# Normal Distribution

## #Distributions #Normal Distribution #Gaussian Distribution

## Visualization

## Math

The formula of normal distribution is

$$ \begin{equation} e^{ ( (x - \mu) / \sqrt{2} \sigma )^2 } \end{equation} $$

where $\mu$ controls the “center” or “peak” of the distribution and $\sigma$ tells us how “wide” or “disperse” the distribution is.

To understand the distribution, we take some limits.

### $x = \mu$

First of all, when $x = \mu$ we have

$$ e^0 = 1. $$

Notice the argument of the exponential is some squared value and can not be negative. This condition gives us the peak value.

### $x=\mu-a$ and $x=\mu + a$

For $x=\mu-a$, we have

$$ e^{ ( (a) / \sqrt{2} \sigma )^2 }. $$

For $x=\mu + a$, we have

$$ e^{ ( (a) / \sqrt{2} \sigma )^2 } $$

which is exactly the same as the previous case.

The distribution is symmetric around $x=\mu$.

### $x=\pm \infty$

We have 0 for both cases.

## Tricks

### Integral

We integrate distributions a lot. For Gaussian distribution, it is quite helpful to remember the following identity.

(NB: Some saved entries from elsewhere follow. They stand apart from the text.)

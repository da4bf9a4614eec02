//! In-process fakes for the OS seams, and a fixture wiring them up.
//!
//! Available to this crate's tests and, behind the `test-mock` feature,
//! to downstream integration tests.

use std::collections::{BTreeMap, BTreeSet, HashMap, HashSet};
use std::path::{Path, PathBuf};
use std::sync::Arc;
use std::time::Duration;

use async_trait::async_trait;
use parking_lot::Mutex;
use tempfile::TempDir;

use crate::config::{NetworkConfig, RootsConfig, SambaConfig, ServerConfig, StorageConfig};
use crate::error::{StorageError, StorageResult};
use crate::favorites::FavoritesIndex;
use crate::network::{Credentials, MountState, NetworkStorageManager, NetworkTimings, SmbClient};
use crate::shares::{Daemon, SambaPublisher, ServiceControl, ShareRegistry};
use crate::store::CollectionStore;
use crate::vfs::{BaseCategory, PathResolver, VirtualPath};

/// A recorded [`ServiceControl`] call.
#[derive(Debug, Clone, PartialEq, Eq, Hash)]
pub enum ServiceCall {
    Start(Daemon),
    Stop(Daemon),
    Reload(Daemon),
    SetPassword(String),
}

/// [`ServiceControl`] that records calls and fails on request.
#[derive(Debug, Default)]
pub struct RecordingServices {
    calls: Mutex<Vec<ServiceCall>>,
    failures: Mutex<HashSet<ServiceCall>>,
}

impl RecordingServices {
    /// Drain the calls recorded so far.
    pub fn take(&self) -> Vec<ServiceCall> {
        std::mem::take(&mut *self.calls.lock())
    }

    /// Make every future `call` fail.
    pub fn fail_on(&self, call: ServiceCall) {
        self.failures.lock().insert(call);
    }

    pub fn clear_failures(&self) {
        self.failures.lock().clear();
    }

    fn record(&self, call: ServiceCall) -> StorageResult<()> {
        let fail = self.failures.lock().contains(&call);
        self.calls.lock().push(call.clone());
        if fail {
            return Err(StorageError::command("fake", format!("injected failure: {call:?}")));
        }
        Ok(())
    }
}

#[async_trait]
impl ServiceControl for RecordingServices {
    async fn start(&self, daemon: Daemon) -> StorageResult<()> {
        self.record(ServiceCall::Start(daemon))
    }

    async fn stop(&self, daemon: Daemon) -> StorageResult<()> {
        self.record(ServiceCall::Stop(daemon))
    }

    async fn reload(&self, daemon: Daemon) -> StorageResult<()> {
        self.record(ServiceCall::Reload(daemon))
    }

    async fn set_password(&self, user: &str, _secret: &str) -> StorageResult<()> {
        self.record(ServiceCall::SetPassword(user.to_string()))
    }
}

#[derive(Debug, Default)]
struct FakeHost {
    credentials: Credentials,
    shares: BTreeSet<String>,
}

#[derive(Debug)]
struct FakeMount {
    host: String,
    share: String,
    alive: bool,
}

#[derive(Debug, Default)]
struct FakeNetwork {
    hosts: BTreeMap<String, FakeHost>,
    mounts: HashMap<PathBuf, FakeMount>,
    fail_unmounts: bool,
    mount_delay: Option<Duration>,
}

/// [`SmbClient`] simulating a LAN of hosts in memory.
///
/// Hosts accept only their configured credentials (any, for guest hosts).
/// Removing a share kills its existing mounts: they stay in the "mount
/// table" but report [`MountState::Stale`] until detached.
#[derive(Debug, Default)]
pub struct FakeSmbClient {
    net: Mutex<FakeNetwork>,
}

impl FakeSmbClient {
    /// Add a host. An empty `username` makes it a guest host.
    pub fn add_host(&self, host: &str, username: &str, password: &str, shares: &[&str]) {
        self.net.lock().hosts.insert(
            host.to_string(),
            FakeHost {
                credentials: Credentials::new(username, password),
                shares: shares.iter().map(|s| s.to_string()).collect(),
            },
        );
    }

    /// Take a host off the network. Its mounts go stale.
    pub fn remove_host(&self, host: &str) {
        let mut net = self.net.lock();
        net.hosts.remove(host);
        for mount in net.mounts.values_mut().filter(|m| m.host == host) {
            mount.alive = false;
        }
    }

    pub fn add_share(&self, host: &str, share: &str) {
        if let Some(h) = self.net.lock().hosts.get_mut(host) {
            h.shares.insert(share.to_string());
        }
    }

    /// Stop offering `share`. Its mounts go stale.
    pub fn remove_share(&self, host: &str, share: &str) {
        let mut net = self.net.lock();
        if let Some(h) = net.hosts.get_mut(host) {
            h.shares.remove(share);
        }
        for mount in net
            .mounts
            .values_mut()
            .filter(|m| m.host == host && m.share == share)
        {
            mount.alive = false;
        }
    }

    /// Forget every mount, as if the kernel dropped them silently.
    pub fn drop_mounts(&self) {
        self.net.lock().mounts.clear();
    }

    pub fn fail_unmounts(&self, fail: bool) {
        self.net.lock().fail_unmounts = fail;
    }

    pub fn set_mount_delay(&self, delay: Duration) {
        self.net.lock().mount_delay = Some(delay);
    }

    pub fn is_mounted_at(&self, mount_point: &Path) -> bool {
        self.net.lock().mounts.contains_key(mount_point)
    }

    pub fn mount_count(&self) -> usize {
        self.net.lock().mounts.len()
    }

    fn authenticate(net: &FakeNetwork, host: &str, credentials: &Credentials) -> StorageResult<()> {
        let Some(h) = net.hosts.get(host) else {
            return Err(StorageError::NetworkUnreachable(host.to_string()));
        };
        if !h.credentials.is_guest() && h.credentials != *credentials {
            return Err(StorageError::CredentialError(host.to_string()));
        }
        Ok(())
    }
}

#[async_trait]
impl SmbClient for FakeSmbClient {
    async fn discover_servers(&self) -> StorageResult<Vec<String>> {
        Ok(self.net.lock().hosts.keys().cloned().collect())
    }

    async fn list_shares(&self, host: &str, credentials: &Credentials) -> StorageResult<Vec<String>> {
        let net = self.net.lock();
        Self::authenticate(&net, host, credentials)?;
        Ok(net
            .hosts
            .get(host)
            .map(|h| h.shares.iter().cloned().collect())
            .unwrap_or_default())
    }

    async fn mount(
        &self,
        host: &str,
        share: &str,
        credentials: &Credentials,
        mount_point: &Path,
    ) -> StorageResult<()> {
        let delay = self.net.lock().mount_delay;
        if let Some(delay) = delay {
            tokio::time::sleep(delay).await;
        }

        let mut net = self.net.lock();
        Self::authenticate(&net, host, credentials)?;
        if !net.hosts.get(host).is_some_and(|h| h.shares.contains(share)) {
            return Err(StorageError::command("mount", "NT_STATUS_BAD_NETWORK_NAME"));
        }
        if !mount_point.is_dir() {
            return Err(StorageError::command("mount", "mount point does not exist"));
        }
        if net.mounts.contains_key(mount_point) {
            return Err(StorageError::command("mount", "device or resource busy"));
        }
        net.mounts.insert(
            mount_point.to_path_buf(),
            FakeMount {
                host: host.to_string(),
                share: share.to_string(),
                alive: true,
            },
        );
        Ok(())
    }

    async fn unmount(&self, mount_point: &Path) -> StorageResult<()> {
        let mut net = self.net.lock();
        if net.fail_unmounts {
            return Err(StorageError::command("umount", "target is busy"));
        }
        match net.mounts.remove(mount_point) {
            Some(_) => Ok(()),
            None => Err(StorageError::command("umount", "not mounted")),
        }
    }

    async fn mount_state(&self, mount_point: &Path) -> StorageResult<MountState> {
        Ok(match self.net.lock().mounts.get(mount_point) {
            Some(m) if m.alive => MountState::Mounted,
            Some(_) => MountState::Stale,
            None => MountState::Unmounted,
        })
    }
}

/// Real base roots under a temp dir, an in-memory store, and every
/// component wired to the fakes.
pub struct Fixture {
    pub dir: TempDir,
    pub resolver: Arc<PathResolver>,
    pub store: Arc<CollectionStore>,
    pub services: Arc<RecordingServices>,
    pub smb: Arc<FakeSmbClient>,
    pub shares: Arc<ShareRegistry>,
    pub favorites: Arc<FavoritesIndex>,
    pub network: Arc<NetworkStorageManager>,
}

impl Fixture {
    pub fn new() -> Self {
        Self::with_reconcile_interval(Duration::from_millis(50))
    }

    pub fn with_reconcile_interval(reconcile_interval: Duration) -> Self {
        let dir = tempfile::tempdir().expect("create fixture tempdir");
        let config = storage_config(dir.path());
        for root in [
            &config.roots.home,
            &config.roots.apps,
            &config.roots.external,
            &config.roots.network,
        ] {
            std::fs::create_dir_all(root).expect("create base root");
        }

        let resolver = Arc::new(PathResolver::new(config.roots.to_base_roots()));
        let store = Arc::new(CollectionStore::in_memory().expect("open in-memory store"));
        let services = Arc::new(RecordingServices::default());
        let smb = Arc::new(FakeSmbClient::default());
        let publisher = Arc::new(SambaPublisher::new(config.samba.clone(), services.clone()));
        let shares = Arc::new(ShareRegistry::new(
            resolver.clone(),
            store.clone(),
            publisher,
        ));
        let favorites = Arc::new(FavoritesIndex::new(resolver.clone(), store.clone()));
        let network = Arc::new(NetworkStorageManager::new(
            resolver.clone(),
            store.clone(),
            smb.clone(),
            NetworkTimings {
                reconcile_interval,
                mount_timeout: Duration::from_millis(500),
                discovery_timeout: Duration::from_millis(500),
            },
        ));

        Self {
            dir,
            resolver,
            store,
            services,
            smb,
            shares,
            favorites,
            network,
        }
    }

    /// Real path behind `vpath`.
    pub fn real(&self, vpath: &str) -> PathBuf {
        let vp = VirtualPath::parse(vpath).expect("valid virtual path");
        let mut real = self.resolver.root(vp.base()).to_path_buf();
        real.extend(vp.segments());
        real
    }

    pub fn mkdir(&self, vpath: &str) -> PathBuf {
        let real = self.real(vpath);
        std::fs::create_dir_all(&real).expect("mkdir");
        real
    }

    pub fn rmdir(&self, vpath: &str) {
        std::fs::remove_dir_all(self.real(vpath)).expect("rmdir");
    }

    pub fn write(&self, vpath: &str) -> PathBuf {
        let real = self.real(vpath);
        if let Some(parent) = real.parent() {
            std::fs::create_dir_all(parent).expect("mkdir parent");
        }
        std::fs::write(&real, b"hearth").expect("write file");
        real
    }

    /// Where the publisher renders the daemon configuration.
    pub fn samba_conf(&self) -> PathBuf {
        self.dir.path().join("samba").join("smb.conf")
    }

    pub fn base_root(&self, base: BaseCategory) -> &Path {
        self.resolver.root(base)
    }
}

impl Default for Fixture {
    fn default() -> Self {
        Self::new()
    }
}

/// A complete config rooted at `dir`, with daemon commands that do nothing.
pub fn storage_config(dir: &Path) -> StorageConfig {
    let noop = || vec!["true".to_string()];
    StorageConfig {
        roots: RootsConfig {
            home: dir.join("home"),
            apps: dir.join("apps"),
            external: dir.join("external"),
            network: dir.join("network"),
        },
        state_db: dir.join("state").join("hearth.db"),
        samba: SambaConfig {
            config_path: dir.join("samba").join("smb.conf"),
            start_sharing: noop(),
            stop_sharing: noop(),
            reload_sharing: noop(),
            start_discovery: noop(),
            stop_discovery: noop(),
            set_password: noop(),
            ..SambaConfig::default()
        },
        network: NetworkConfig {
            reconcile_interval_secs: 1,
            mount_timeout_secs: 1,
            discovery_timeout_secs: 1,
            ..NetworkConfig::default()
        },
        server: ServerConfig {
            socket_path: dir.join("hearth.sock"),
        },
    }
}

$$ \int_{-\infty}^\infty e^ {- x^2} dx = \sqrt{\pi}. $$

It tells us that for $\mu=0$ and $\sigma=1/\sqrt{2}$, the area under the distribution is $\sqrt{\pi}$.

Hey, it is time to ask the question. Where the hell is the circle?

### Error Function

The error function is defined as

$$ \mathrm{erf}(x) = \frac{1}{\sqrt{\pi}}\int_{-x}^{x} e^{ - t^2} dt $$

Obviously, the coefficient $\frac{1}{\sqrt{\pi}}$ normalizes the function to be within $[-1,1]$.